Le paillasson de l’UEFA et de la FIFA

La semaine dernière, les entraîneurs de l’élite n’ont pas suivi les présidents. Ceux qui ont été interrogés sur l’éventualité d’un passage à dix-huit ont (quasiment) tous grogné. Niko Kovač a répété qu’il « aimait la Ligue 1 à 20 clubs », Claude Puel a déploré « un passage en force », et Rudi Garcia s’est annoncé « solidaire de tous les coachs » sur le sujet. Ces derniers devront être convaincus par les dirigeants de la Ligue lors d’une réunion prévue cette semaine, alors qu’ils n’ont que deux voix sur 101 à l’assemblée générale de la LFP, qui tranchera ce dossier le mois prochain. À ce moment-là, il sera important de se rappeler que le dernier quinquennat (1997-2002) de l’élite à dix-huit n’aura pas été une franche réussite, même si la première division avait accouché d’un champion différent sur les cinq éditions. Une époque lointaine où le fossé entre les concurrents n’était pas aussi important.
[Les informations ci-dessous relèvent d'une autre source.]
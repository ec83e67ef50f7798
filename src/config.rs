use crate::defaults;
use serde::{Deserialize, Serialize};
use std::fs;
use std::path::{Path, PathBuf};

/// Root configuration structure
#[derive(Debug, Clone, Serialize, Deserialize, PartialEq, Default)]
#[serde(default)]
pub struct Config {
    pub directories: Directories,
    pub vad: VadSettings,
    pub toggles: Toggles,
}

/// Input/output/temp directory layout
#[derive(Debug, Clone, Serialize, Deserialize, PartialEq)]
#[serde(default)]
pub struct Directories {
    pub input: PathBuf,
    pub output: PathBuf,
    pub temp: PathBuf,
}

/// Voice-activity-detection thresholds for the batch pipeline
#[derive(Debug, Clone, Serialize, Deserialize, PartialEq)]
#[serde(default)]
pub struct VadSettings {
    /// Noise floor handed to the silence-detection filter (e.g. "-30dB")
    pub noise_floor_db: String,
    pub min_silence_secs: f64,
    pub min_speech_secs: f64,
    pub padding_secs: f64,
}

/// Read-only diagnostic logging toggles, passed by reference into components.
#[derive(Debug, Clone, Copy, Serialize, Deserialize, PartialEq, Default)]
#[serde(default)]
pub struct Toggles {
    /// Log each raw audio push received from the capture backend
    pub log_audio_data: bool,
    /// Log "processing chunk" messages in the live loop
    pub log_chunk_processing: bool,
    /// Detailed diagnostic messages for the transcription flow
    pub diagnostic: bool,
}

impl Default for Directories {
    fn default() -> Self {
        Self {
            input: PathBuf::from("recordings"),
            output: PathBuf::from("transcripts"),
            temp: PathBuf::from("tmp"),
        }
    }
}

impl Default for VadSettings {
    fn default() -> Self {
        Self {
            noise_floor_db: defaults::NOISE_FLOOR_DB.to_string(),
            min_silence_secs: defaults::MIN_SILENCE_SECS,
            min_speech_secs: defaults::MIN_SPEECH_SECS,
            padding_secs: defaults::PADDING_SECS,
        }
    }
}

impl Config {
    /// Load configuration from a TOML file
    ///
    /// Returns an error if the file contains invalid TOML.
    /// Missing fields will use default values.
    pub fn load(path: &Path) -> anyhow::Result<Self> {
        let contents = fs::read_to_string(path)?;
        let config: Config = toml::from_str(&contents)?;
        Ok(config)
    }

    /// Load configuration from a file or return defaults if the file doesn't exist.
    ///
    /// Invalid TOML is still an error; only a missing file falls back.
    pub fn load_or_default(path: &Path) -> anyhow::Result<Self> {
        match Self::load(path) {
            Ok(config) => Ok(config),
            Err(e) => {
                if e.downcast_ref::<std::io::Error>()
                    .map(|io_err| io_err.kind() == std::io::ErrorKind::NotFound)
                    .unwrap_or(false)
                {
                    Ok(Self::default())
                } else {
                    Err(e)
                }
            }
        }
    }

    /// Apply environment variable overrides
    ///
    /// Supported environment variables:
    /// - SCRIBA_INPUT_DIR → directories.input
    /// - SCRIBA_OUTPUT_DIR → directories.output
    /// - SCRIBA_TEMP_DIR → directories.temp
    pub fn with_env_overrides(mut self) -> Self {
        if let Ok(dir) = std::env::var("SCRIBA_INPUT_DIR")
            && !dir.is_empty()
        {
            self.directories.input = PathBuf::from(dir);
        }

        if let Ok(dir) = std::env::var("SCRIBA_OUTPUT_DIR")
            && !dir.is_empty()
        {
            self.directories.output = PathBuf::from(dir);
        }

        if let Ok(dir) = std::env::var("SCRIBA_TEMP_DIR")
            && !dir.is_empty()
        {
            self.directories.temp = PathBuf::from(dir);
        }

        self
    }

    /// Get the default configuration file path
    ///
    /// Returns ~/.config/scriba/config.toml on Linux
    pub fn default_path() -> Option<PathBuf> {
        dirs::config_dir().map(|d| d.join("scriba").join("config.toml"))
    }
}

#[cfg(test)]
mod tests {
    use super::*;
    use std::io::Write;
    use tempfile::NamedTempFile;

    #[test]
    fn test_default_config_has_correct_values() {
        let config = Config::default();

        assert_eq!(config.vad.noise_floor_db, "-30dB");
        assert_eq!(config.vad.min_silence_secs, 0.8);
        assert_eq!(config.vad.min_speech_secs, 0.3);
        assert_eq!(config.vad.padding_secs, 0.15);

        assert!(!config.toggles.log_audio_data);
        assert!(!config.toggles.log_chunk_processing);
        assert!(!config.toggles.diagnostic);
    }

    #[test]
    fn test_load_full_config_from_toml() {
        let mut file = NamedTempFile::new().unwrap();
        writeln!(
            file,
            r#"
[directories]
input = "/data/in"
output = "/data/out"
temp = "/data/tmp"

[vad]
noise_floor_db = "-35dB"
min_silence_secs = 1.0
min_speech_secs = 0.5
padding_secs = 0.2

[toggles]
log_audio_data = true
diagnostic = true
"#
        )
        .unwrap();

        let config = Config::load(file.path()).unwrap();
        assert_eq!(config.directories.input, PathBuf::from("/data/in"));
        assert_eq!(config.directories.output, PathBuf::from("/data/out"));
        assert_eq!(config.directories.temp, PathBuf::from("/data/tmp"));
        assert_eq!(config.vad.noise_floor_db, "-35dB");
        assert_eq!(config.vad.min_silence_secs, 1.0);
        assert_eq!(config.vad.min_speech_secs, 0.5);
        assert_eq!(config.vad.padding_secs, 0.2);
        assert!(config.toggles.log_audio_data);
        assert!(!config.toggles.log_chunk_processing);
        assert!(config.toggles.diagnostic);
    }

    #[test]
    fn test_partial_config_uses_defaults_for_missing_fields() {
        let mut file = NamedTempFile::new().unwrap();
        writeln!(
            file,
            r#"
[vad]
min_silence_secs = 2.5
"#
        )
        .unwrap();

        let config = Config::load(file.path()).unwrap();
        assert_eq!(config.vad.min_silence_secs, 2.5);
        assert_eq!(config.vad.noise_floor_db, "-30dB");
        assert_eq!(config.directories.input, PathBuf::from("recordings"));
    }

    #[test]
    fn test_load_invalid_toml_is_an_error() {
        let mut file = NamedTempFile::new().unwrap();
        writeln!(file, "this is not = valid [ toml").unwrap();
        assert!(Config::load(file.path()).is_err());
    }

    #[test]
    fn test_load_or_default_missing_file_falls_back() {
        let config = Config::load_or_default(Path::new("/nonexistent/scriba.toml")).unwrap();
        assert_eq!(config, Config::default());
    }

    #[test]
    fn test_load_or_default_invalid_toml_still_errors() {
        let mut file = NamedTempFile::new().unwrap();
        writeln!(file, "broken = [").unwrap();
        assert!(Config::load_or_default(file.path()).is_err());
    }

    #[test]
    fn test_toggles_are_copy() {
        let toggles = Toggles {
            log_audio_data: true,
            log_chunk_processing: false,
            diagnostic: true,
        };
        let copied = toggles;
        assert!(copied.log_audio_data);
        assert!(toggles.diagnostic);
    }
}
Puis, au lendemain des grandes indignations contre la Superligue des douze salopards, cette envie soudaine de resserrer l’élite de l’Hexagone ressemble à une vaste hypocrisie. Si l’idée de professionnaliser le troisième échelon est séduisante, elle n’empêchera pas les écarts entre les clubs et les divisions de se creuser un peu plus chaque année. Dans les faits, cet allégement du calendrier national — déjà amputé de la Coupe de la Ligue — ferait surtout les affaires de l’UEFA et de la FIFA, et de leurs nouvelles compétitions loufoques aux agendas surchargés. Encore une fois, le bien-être des joueurs ne compte pas. Il faut faire de la place à la nouvelle Ligue des champions, qui devrait malheureusement voir le jour en 2024, et à ses cent matchs supplémentaires, et pourquoi pas à la prochaine invention clownesque de Gianni Infantino (une Coupe du monde des clubs pendant l’été, aux dernières nouvelles). Pour le bien de la Ligue 1, vraiment ? Laissez-nous rire.